HCTC receives CPE grant to train more frontline healthcare workers in critical areas
The critical need for healthcare workers prompted Hazard Community and Technical College to seek and receive a $320,000 grant from the Council on PostSecondary Education (CPE).
The Health Care Workforce Collaborative grant will specifically focus on front line health care worker career pathways, including Registered Nursing (RN), Practical Nursing (PN), Nurse Aide, Physical Therapist Assistant, and Surgical Technology.

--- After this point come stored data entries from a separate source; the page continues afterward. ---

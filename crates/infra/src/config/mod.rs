//! Configuration loading
//!
//! Loads [`OfflineConfig`](carebridge_domain::OfflineConfig) from
//! environment variables and files.

pub mod loader;

pub use loader::{load, load_from_env, load_from_file, parse_config, probe_config_paths};
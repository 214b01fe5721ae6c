//! # CareBridge Core
//!
//! The offline resilience engine: business rules with no infrastructure
//! dependencies.
//!
//! This crate contains:
//! - Port interfaces (storage, execution, status, connectivity, background
//!   sync)
//! - The durable store, offline cache and action queue
//! - The sync reconciler and its drain algorithm
//! - `OfflineSyncService`, the single handle the application talks to
//!
//! ## Architecture Principles
//! - Only depends on `carebridge-common` and `carebridge-domain`
//! - No filesystem, database, HTTP, or platform code
//! - All external collaborators via traits
//! - Pure, testable business logic

#![forbid(unsafe_code)]
#![warn(rust_2018_idioms)]

pub mod offline;

#[cfg(any(test, feature = "test-utils"))]
pub mod testing;

// Re-export specific items to avoid ambiguity
pub use offline::errors::{BackgroundSyncError, ExecutionError, StorageError};
pub use offline::ports::{
    BackgroundSyncRegistrar, ConnectivityProbe, ExecutionSink, StatusSink, StorageBackend,
};
pub use offline::service::{OfflineSyncDeps, OfflineSyncService, SyncSettings};
pub use offline::{
    ActionQueue, BackgroundSyncBridge, ConnectivityMonitor, DurableStore, MemoryStorage,
    OfflineCache, RetryPolicy, SyncReconciler,
};
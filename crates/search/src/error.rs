use thiserror::Error;

pub type Result<T> = std::result::Result<T, SearchError>;

#[derive(Error, Debug)]
pub enum SearchError {
    #[error("Vector store error: {0}")]
    VectorStoreError(#[from] planbot_vector_store::VectorStoreError),

    #[error("Text error: {0}")]
    TextError(#[from] planbot_text::TextError),

    #[error("Empty strategy chain")]
    EmptyChain,

    #[error("{0}")]
    Other(String),
}
//! # Plan Bot Responder
//!
//! Everything between an incoming message and the reply that goes back out.
//!
//! ```text
//! MessageSource ──> Post
//!                     │
//!                     ▼
//!   Bot::process ── skip checks (locked, no author, own post, no trigger)
//!                     │
//!                     ├─> trigger span + flags ──> Strategy chain ──> MatchResult
//!                     ├─> AuditStore::set     (decision, before any reply)
//!                     ├─> reply text          plan | cluster | enriched | operation | no match
//!                     ├─> MessageSource::reply (or dry run / simulation)
//!                     └─> AuditStore::update  (reply outcome)
//! ```
//!
//! The two audit writes are not atomic with the reply. A crash between
//! them leaves a record that says what was decided but not whether it was
//! sent; a reply failure other than a deleted target aborts the run at
//! exactly that point.

mod audit;
mod bot;
mod config;
mod enrich;
mod error;
mod replies;
mod source;

pub use audit::{AuditStore, AuditWrite, JsonDirAuditStore, MemoryAuditStore};
pub use bot::{Bot, ProcessOutcome, RunContext};
pub use config::{
    BotConfig, EnrichmentConfig, FallbackStrategy, ReplyMode, Thresholds, DEFAULT_BOT_NAME,
    DEFAULT_CORPUS_DIR, DEFAULT_MODEL_DIR, DEFAULT_TRIGGER_WORD,
};
pub use enrich::{plan_context_prompt, ChatCompletionEnricher, Enricher, NoEnrichment};
pub use error::{ReplyError, ResponderError, Result};
pub use replies::{
    all_plans_reply, enriched_reply, footer, no_match_reply, parent_reply_prefix,
    plan_cluster_reply, plan_reply, state_of_race_reply, verbatim_reply, MAX_SUGGESTIONS,
};
pub use source::{LocalSource, MessageSource, SentReply};
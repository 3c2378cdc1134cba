//! Shared data model for the plan bot.
//!
//! Every crate in the workspace speaks these types: the corpus records
//! ([`Document`], [`Verbatim`]), the value every matching strategy returns
//! ([`MatchResult`]), the flags parsed out of a message ([`Options`]), the
//! message itself ([`Post`]) and the durable per-message trace
//! ([`AuditRecord`] / [`AuditUpdate`]).

mod audit;
mod document;
mod matching;
mod options;
mod post;

pub use audit::{AuditRecord, AuditUpdate, ReplyType, ServerTimestamp, SkipReason};
pub use document::{Document, DocumentId, Verbatim};
pub use matching::{MatchResult, Operation, PotentialMatch};
pub use options::{Flag, Options};
pub use post::{Post, PostKind};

Students served by the grant include high school dual credit students as well as traditional students. HCTC noticed that healthcare students dropped out of college because of both academic and nonacademic barriers. In an effort to keep students in college, grant funding will be used to provide healthcare related tutoring as well as remove external barriers such as access to childcare, housing assistance, or food, through HCTC’s Success Zone.
HCTC President Dr. Jennifer Lindon noted, “We want to help eliminate barriers, so we are partnering with community action agencies, including LKLP, to provide access to wraparound services. We will provide customized tutoring to students; and all of this will lead to student success so they can graduate and begin working in high demand health fields.”
HCTC’s partners on this project are Appalachian Regional Healthcare (ARH), UK Center for Excellence in Rural Health, and Primary Care Centers of Eastern Kentucky.
This project will build upon the KTECH entrepreneurship, which is devoted to helping high school students participate in paid youth apprenticeships. The high schools involved in this project are Hazard Independent, Knott County Central, Leslie County, and Perry County Central.